I am a beginner user of Galaxy, and I am trying to do a phylogenetic analysis of a fungal species. I have about 85 sequences for multiple-sequence alignment using MAFFT. It has been more than 24 hours, and the process is still not complete. I want to know if there is a way to check the progress of the alignment process.

Thank you

Hi @Pallavi
to the best of my knowledge, Galaxy users cannot check job progress.
Kind regards,
Igor

1 Like

Hi @igor

Can you suggest how long exactly it should take for data this large (85 sequences, approx. 24 GB) to take for MSA?

Thanks

!!

Probably forever, or until your job gets killed.

Multiple-sequence alignment is computationally rather demanding and MAFFT is not meant to do whole-genome alignments. It’s good for, say, single gene or protein alignment (few thousand bases/AAs).

1 Like

Hi @wm75

Thank you for the response.
So which MSA tool would you suggest for data this large?

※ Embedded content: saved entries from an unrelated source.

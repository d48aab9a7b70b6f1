//! Customizer playground: selection axes, style composition, code generator.

mod codegen;
mod selection;
mod style;

pub use codegen::{export_artifact, generate};
pub use selection::{Device, Framework, Layout, Selection, Theme, Variant};
pub use style::navbar_class;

ClustalW?

Thank you

No, all these classical MSA programs face kind of the same limitations.
You’ll need specialized tools like Cactus or progressiveMauve (these two I know are available on the EU server).

1 Like

Assuming that it’s indeed genomes you are trying to align here.

yeah @wm75

1 Like

Hi @Pallavi
as another option, you may consider using protein sequences from orthologous genes, if the genomes are annotated.
How do you prepare the input file for MAFFT job, by concatenation of genomes? If your fungal species have multiple chromosomes, you can terminate the job. Both MAFFT and ClustalW align every sequence to other sequences. Usually there is very little similarity between chromosomes in a genome.
Kind regards,
Igor

1 Like